-- WORK REQUIRED --
Every line below containing the word "objects" should be found and copied.

-- THE DATA --
^^^^
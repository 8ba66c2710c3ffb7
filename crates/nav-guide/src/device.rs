//! Commands for an externally steered device.
//!
//! A command is the `(distance, direction)` pair carried by an instruction.
//! On the wire it is a small JSON object:
//!
//! ```json
//! {"type": "navigation", "distance": 45, "direction": "left", "speed": 50}
//! ```

use serde::Serialize;

use crate::instruction::{Guidance, Maneuver};
use crate::turn::Side;

/// Speed sent with every command, percent of the device maximum.
pub const DEFAULT_DEVICE_SPEED_PCT: u8 = 50;

#[derive(Copy, Clone, Debug, PartialEq, Eq, Hash, Serialize)]
#[serde(rename_all = "lowercase")]
pub enum TurnDirection {
    Left,
    Right,
    Straight,
    Arrive,
}

#[derive(Copy, Clone, Debug, PartialEq, Eq, Hash)]
pub struct DeviceCommand {
    pub distance_m: u32,
    pub direction:  TurnDirection,
}

#[derive(Serialize)]
struct WireCommand {
    #[serde(rename = "type")]
    kind:      &'static str,
    distance:  u32,
    direction: TurnDirection,
    speed:     u8,
}

impl DeviceCommand {
    pub fn from_guidance(guidance: &Guidance) -> Self {
        let direction = match guidance.maneuver {
            Maneuver::Arrive => TurnDirection::Arrive,
            Maneuver::Turn(kind) => match kind.side() {
                None => TurnDirection::Straight,
                Some(Side::Left) => TurnDirection::Left,
                Some(Side::Right) => TurnDirection::Right,
            },
        };
        Self { distance_m: guidance.distance_m, direction }
    }

    /// Parse rendered instruction text (`"In 45 meters, turn left"`).
    /// `None` if the text does not have that shape.
    pub fn parse(text: &str) -> Option<Self> {
        let rest = text.trim().strip_prefix("In ")?;
        let (distance, action) = rest.split_once(" meters, ")?;
        let distance_m = distance.trim().parse().ok()?;

        let direction = if action.contains("destination") {
            TurnDirection::Arrive
        } else if action.contains("left") {
            TurnDirection::Left
        } else if action.contains("right") {
            TurnDirection::Right
        } else if action.contains("straight") {
            TurnDirection::Straight
        } else {
            return None;
        };
        Some(Self { distance_m, direction })
    }

    /// JSON wire form.
    pub fn to_wire(&self, speed_pct: u8) -> serde_json::Result<String> {
        serde_json::to_string(&WireCommand {
            kind:      "navigation",
            distance:  self.distance_m,
            direction: self.direction,
            speed:     speed_pct,
        })
    }
}

/// Suppresses repeats: a command is forwarded only if it differs from the
/// last one forwarded.
#[derive(Clone, Debug, Default)]
pub struct CommandDedup {
    last: Option<DeviceCommand>,
}

impl CommandDedup {
    /// `Some(command)` if it should be sent.
    pub fn admit(&mut self, command: DeviceCommand) -> Option<DeviceCommand> {
        if self.last == Some(command) {
            log::trace!("device command {command:?} suppressed as duplicate");
            return None;
        }
        self.last = Some(command);
        Some(command)
    }

    pub fn last(&self) -> Option<DeviceCommand> {
        self.last
    }

    pub fn reset(&mut self) {
        self.last = None;
    }
}
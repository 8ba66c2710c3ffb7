//! GraphHopper response decoding.
//!
//! Expected shape (points unencoded):
//!
//! ```json
//! {"paths": [{"distance": 212.4, "time": 152900,
//!             "points": {"coordinates": [[76.9, 10.9], [76.9, 10.9019]]}}]}
//! ```
//!
//! Coordinates are `[lon, lat]`; `distance` is metres, `time` milliseconds.

use serde::Deserialize;

use nav_core::GeoPoint;

use crate::error::{ProviderError, ProviderResult};
use crate::provider::RawRoute;

#[derive(Deserialize)]
struct GhResponse {
    #[serde(default)]
    paths: Vec<GhPath>,
}

#[derive(Deserialize)]
struct GhPath {
    #[serde(default)]
    distance: f64,
    /// Milliseconds.
    #[serde(default)]
    time:     f64,
    points:   GhPoints,
}

#[derive(Deserialize)]
struct GhPoints {
    coordinates: Vec<[f64; 2]>,
}

/// Decode a GraphHopper route response.  An empty `paths` array is not an
/// error here; the caller decides what zero routes mean.
pub fn decode_graphhopper(json: &str) -> ProviderResult<Vec<RawRoute>> {
    let resp: GhResponse =
        serde_json::from_str(json).map_err(|e| ProviderError::Decode(e.to_string()))?;

    Ok(resp
        .paths
        .into_iter()
        .map(|p| RawRoute {
            coordinates: p.points.coordinates.iter().map(|&[lon, lat]| GeoPoint::new(lat, lon)).collect(),
            distance_m:  p.distance,
            duration_s:  p.time / 1000.0,
        })
        .collect())
}
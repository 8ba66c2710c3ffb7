//! Detection-service payload intake.
//!
//! The service reports camera-observed objects as JSON:
//!
//! ```json
//! {"objects": [{"position": [10.9005, 76.9], "radius": 4.0,
//!               "confidence": 0.82, "class": "person", "is_obstacle": true}]}
//! ```
//!
//! Only objects that carry a position, are flagged `is_obstacle`, and have
//! confidence above [`MIN_CONFIDENCE`] become obstacles.  Malformed payloads
//! are rejected as a whole before anything enters the engine.

use serde::Deserialize;

use nav_core::{GeoPoint, NavError, NavResult, ObstacleId};

use crate::obstacle::Obstacle;

/// Detections at or below this confidence are ignored.
pub const MIN_CONFIDENCE: f64 = 0.5;

/// Radius assigned when a detection carries none, metres.
pub const DEFAULT_DETECTION_RADIUS_M: f64 = 5.0;

#[derive(Clone, Debug, PartialEq, Deserialize)]
pub struct DetectionCandidate {
    /// `[lat, lon]`; `null` when the camera could not geolocate the object.
    #[serde(default)]
    pub position:    Option<[f64; 2]>,
    #[serde(default)]
    pub radius:      Option<f64>,
    pub confidence:  f64,
    #[serde(default)]
    pub class:       String,
    #[serde(default)]
    pub is_obstacle: bool,
}

#[derive(Debug, Deserialize)]
struct DetectionReport {
    #[serde(default)]
    objects: Vec<DetectionCandidate>,
}

/// Decode a detection report.
pub fn parse_report(json: &str) -> NavResult<Vec<DetectionCandidate>> {
    serde_json::from_str::<DetectionReport>(json)
        .map(|r| r.objects)
        .map_err(|e| NavError::Parse(format!("detection report: {e}")))
}

impl DetectionCandidate {
    /// `true` if this candidate should become an obstacle.
    pub fn is_actionable(&self) -> bool {
        self.is_obstacle && self.position.is_some() && self.confidence > MIN_CONFIDENCE
    }

    /// Convert into a confirmed obstacle.  The id is provisional; the
    /// obstacle set assigns the final one on merge.
    pub fn into_obstacle(self, id: ObstacleId) -> NavResult<Obstacle> {
        let [lat, lon] = self
            .position
            .ok_or_else(|| NavError::Parse(format!("detection '{}' has no position", self.class)))?;
        let radius = self.radius.unwrap_or(DEFAULT_DETECTION_RADIUS_M);
        Ok(Obstacle::new(id, GeoPoint::new(lat, lon), radius)?.confirmed())
    }
}

/// Filter and convert a batch of candidates.  Invalid entries are logged and
/// skipped so one bad detection does not drop the rest.
pub fn actionable_obstacles(candidates: Vec<DetectionCandidate>) -> Vec<Obstacle> {
    candidates
        .into_iter()
        .filter(DetectionCandidate::is_actionable)
        .filter_map(|c| match c.into_obstacle(ObstacleId::INVALID) {
            Ok(o) => Some(o),
            Err(e) => {
                log::warn!("rejected detection: {e}");
                None
            }
        })
        .collect()
}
^^^^
-- EXPECTED ANSWER --
//! The service reports camera-observed objects as JSON:
//! {"objects": [{"position": [10.9005, 76.9], "radius": 4.0,
//! Only objects that carry a position, are flagged `is_obstacle`, and have
    objects: Vec<DetectionCandidate>,
        .map(|r| r.objects)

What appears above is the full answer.